**Data shown**
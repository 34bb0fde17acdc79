//! # Token Registry

use std::path::Path;

use num_traits::ToPrimitive;

use crate::{
    config::resolve_vocab_path,
    errors::{WTError, WTResult},
    types::{CommonHashMap, CountType, TokenType},
    vocab::io::{LoadOptions, load_registry_path, save_registry_path},
};

/// The legacy "invalid token" sentinel.
///
/// The empty string can never be registered, so it never collides with a real token.
pub const INVALID_TOKEN: &str = "";

/// A bidirectional `{ token <-> T }` registry with per-token frequency counts.
///
/// Ids are assigned densely, from `0`, in first-seen order; and are never reassigned.
///
/// The registry maintains:
/// * `reverse[forward[t]] == t` for every registered token `t`.
/// * `forward`, `reverse`, and the frequency map all cover the same token set;
///   and the id space is exactly `[0, len)`.
/// * every frequency is `>= 1`.
/// * the empty token is never registered.
///
/// [`TokenRegistry::add_token`] is the only mutation primitive.
///
/// ## Style Hints
/// Instance names should prefer `registry`, or `vocab`.
#[derive(Debug, Clone, PartialEq)]
pub struct TokenRegistry<T: TokenType = u32> {
    /// `{ token -> T }`
    token_ids: CommonHashMap<String, T>,

    /// `[T] -> token`
    id_tokens: Vec<String>,

    /// `{ token -> count }`
    token_counts: CommonHashMap<String, CountType>,
}

impl<T: TokenType> Default for TokenRegistry<T> {
    fn default() -> Self {
        Self::new()
    }
}

impl<T: TokenType> TokenRegistry<T> {
    /// Create an empty registry.
    pub fn new() -> Self {
        Self::with_capacity(0)
    }

    /// Create an empty registry with room for `capacity` tokens.
    pub fn with_capacity(capacity: usize) -> Self {
        Self {
            token_ids: CommonHashMap::with_capacity_and_hasher(capacity, Default::default()),
            id_tokens: Vec::with_capacity(capacity),
            token_counts: CommonHashMap::with_capacity_and_hasher(capacity, Default::default()),
        }
    }

    /// The number of distinct registered tokens.
    pub fn len(&self) -> usize {
        self.id_tokens.len()
    }

    /// Returns true if no tokens are registered.
    pub fn is_empty(&self) -> bool {
        self.id_tokens.is_empty() && self.token_ids.is_empty() && self.token_counts.is_empty()
    }

    /// Register one occurrence of `token`.
    ///
    /// A new token is assigned the next sequential id, with a frequency of `1`;
    /// a known token has its frequency incremented, and keeps its id.
    ///
    /// ## Arguments
    /// * `token` - the token; must be non-empty.
    ///
    /// ## Returns
    /// The token's id.
    ///
    /// ## Errors
    /// * [`WTError::InvalidInput`] - `token` is empty.
    /// * [`WTError::CapacityExceeded`] - no id below `T::max_value()` remains.
    /// * [`WTError::FrequencyOverflow`] - the token's frequency is already `CountType::MAX`.
    /// * [`WTError::Invariant`] - the token's id does not resolve back to it.
    ///
    /// Nothing is modified when an error is returned.
    pub fn add_token(
        &mut self,
        token: &str,
    ) -> WTResult<T> {
        if token.is_empty() {
            return Err(WTError::InvalidInput("token cannot be empty".to_string()));
        }

        if let Some(&id) = self.token_ids.get(token) {
            self.check_resolves(token, id)?;

            return match self.token_counts.get_mut(token) {
                Some(count) => match count.checked_add(1) {
                    Some(next) => {
                        *count = next;
                        Ok(id)
                    }
                    None => Err(WTError::FrequencyOverflow {
                        token: token.to_string(),
                    }),
                },
                None => Err(WTError::Invariant(format!(
                    "token {token:?} has id {id} but no frequency"
                ))),
            };
        }

        // Check before insert; the boundary id is never handed out.
        let id = self.next_id()?;

        self.token_ids.insert(token.to_string(), id);
        self.id_tokens.push(token.to_string());
        self.token_counts.insert(token.to_string(), 1);

        Ok(id)
    }

    /// Look up the id of `token`.
    ///
    /// Does not modify frequencies.
    ///
    /// ## Returns
    /// `Ok(None)` if the token is not registered.
    ///
    /// ## Errors
    /// * [`WTError::Invariant`] - the token's id does not resolve back to it.
    pub fn lookup_token(
        &self,
        token: &str,
    ) -> WTResult<Option<T>> {
        match self.token_ids.get(token) {
            Some(&id) => {
                self.check_resolves(token, id)?;
                Ok(Some(id))
            }
            None => Ok(None),
        }
    }

    /// Look up the token registered at `id`.
    ///
    /// Any integer type is accepted; negative and out-of-range ids yield `None`.
    pub fn lookup_id<I: ToPrimitive>(
        &self,
        id: I,
    ) -> Option<&str> {
        id.to_usize()
            .and_then(|idx| self.id_tokens.get(idx))
            .map(String::as_str)
    }

    /// Returns true if `token` is registered.
    pub fn contains_token(
        &self,
        token: &str,
    ) -> bool {
        self.token_ids.contains_key(token)
    }

    /// The number of times `token` has been registered.
    pub fn frequency(
        &self,
        token: &str,
    ) -> Option<CountType> {
        self.token_counts.get(token).copied()
    }

    /// The sum of all token frequencies.
    ///
    /// ## Returns
    /// `None` if the sum does not fit in a [`CountType`].
    pub fn total_frequency(&self) -> Option<CountType> {
        self.token_counts
            .values()
            .try_fold(0 as CountType, |total, &count| total.checked_add(count))
    }

    /// Legacy variant of [`Self::lookup_token`].
    ///
    /// ## Returns
    /// The id, or [`TokenType::invalid`] if the token is not registered.
    pub fn token_id_or_invalid(
        &self,
        token: &str,
    ) -> WTResult<T> {
        Ok(self.lookup_token(token)?.unwrap_or_else(T::invalid))
    }

    /// Legacy variant of [`Self::lookup_id`].
    ///
    /// ## Returns
    /// The token, or [`INVALID_TOKEN`] if `id` is out of range.
    pub fn token_or_invalid<I: ToPrimitive>(
        &self,
        id: I,
    ) -> &str {
        self.lookup_id(id).unwrap_or(INVALID_TOKEN)
    }

    /// Iterate over `(id, token, frequency)` triples, in id order.
    pub fn iter(&self) -> impl Iterator<Item = (T, &str, CountType)> + '_ {
        self.id_tokens.iter().filter_map(|token| {
            let id = *self.token_ids.get(token)?;
            let count = *self.token_counts.get(token)?;
            Some((id, token.as_str(), count))
        })
    }

    /// Iterate over the tokens, in id order.
    pub fn tokens(&self) -> impl Iterator<Item = &str> + '_ {
        self.id_tokens.iter().map(String::as_str)
    }

    /// Overwrite the frequency of an already registered token.
    pub(crate) fn set_frequency(
        &mut self,
        token: &str,
        count: CountType,
    ) -> WTResult<()> {
        if count == 0 {
            return Err(WTError::InvalidInput(format!(
                "frequency of {token:?} must be positive"
            )));
        }
        match self.token_counts.get_mut(token) {
            Some(slot) => {
                *slot = count;
                Ok(())
            }
            None => Err(WTError::Invariant(format!(
                "cannot set frequency of unregistered token {token:?}"
            ))),
        }
    }

    /// Check every registry invariant across the full token set.
    ///
    /// ## Errors
    /// * [`WTError::Invariant`] - on the first violation found.
    pub fn validate(&self) -> WTResult<()> {
        if self.token_ids.len() != self.id_tokens.len() {
            return Err(WTError::Invariant(format!(
                "forward map has {} tokens, reverse map has {}",
                self.token_ids.len(),
                self.id_tokens.len()
            )));
        }
        if self.token_counts.len() != self.id_tokens.len() {
            return Err(WTError::Invariant(format!(
                "frequency map has {} tokens, reverse map has {}",
                self.token_counts.len(),
                self.id_tokens.len()
            )));
        }

        for (idx, token) in self.id_tokens.iter().enumerate() {
            if token.is_empty() {
                return Err(WTError::Invariant(format!("empty token at id {idx}")));
            }

            match self.token_ids.get(token) {
                Some(id) if id.to_usize() == Some(idx) => (),
                Some(id) => {
                    return Err(WTError::Invariant(format!(
                        "token {token:?} at id {idx} maps forward to id {id}"
                    )));
                }
                None => {
                    return Err(WTError::Invariant(format!(
                        "token {token:?} at id {idx} is missing from the forward map"
                    )));
                }
            }

            match self.token_counts.get(token) {
                Some(&count) if count > 0 => (),
                Some(_) => {
                    return Err(WTError::Invariant(format!(
                        "token {token:?} has a zero frequency"
                    )));
                }
                None => {
                    return Err(WTError::Invariant(format!(
                        "token {token:?} is missing from the frequency map"
                    )));
                }
            }
        }

        Ok(())
    }

    /// Save to a vocabulary file; see [`crate::vocab::io`].
    pub fn save<P: AsRef<Path>>(
        &self,
        path: P,
    ) -> WTResult<()> {
        save_registry_path(self, path)
    }

    /// Save to the resolved default path; see [`crate::config::resolve_vocab_path`].
    pub fn save_default(&self) -> WTResult<()> {
        self.save(resolve_vocab_path::<&Path>(None))
    }

    /// Load a vocabulary file into this (empty) registry; see [`crate::vocab::io`].
    ///
    /// Uses the default [`LoadOptions`].
    pub fn load<P: AsRef<Path>>(
        &mut self,
        path: P,
    ) -> WTResult<()> {
        load_registry_path(self, path, LoadOptions::default())
    }

    /// Load from the resolved default path; see [`crate::config::resolve_vocab_path`].
    pub fn load_default(&mut self) -> WTResult<()> {
        self.load(resolve_vocab_path::<&Path>(None))
    }

    fn next_id(&self) -> WTResult<T> {
        match T::from_usize(self.id_tokens.len()) {
            Some(id) if id < T::max_value() => Ok(id),
            _ => Err(WTError::CapacityExceeded {
                limit: T::id_limit(),
            }),
        }
    }

    fn check_resolves(
        &self,
        token: &str,
        id: T,
    ) -> WTResult<()> {
        match id.to_usize().and_then(|idx| self.id_tokens.get(idx)) {
            Some(found) if found == token => Ok(()),
            Some(found) => Err(WTError::Invariant(format!(
                "id mismatch for token {token:?}: id {id} resolves to {found:?}"
            ))),
            None => Err(WTError::Invariant(format!(
                "id mismatch for token {token:?}: id {id} is out of range"
            ))),
        }
    }
}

**What is being asked**
The exercise is to copy out every line above that has the word "insert" in it.

**Result below**
        // Check before insert; the boundary id is never handed out.
        self.token_ids.insert(token.to_string(), id);
        self.token_counts.insert(token.to_string(), 1);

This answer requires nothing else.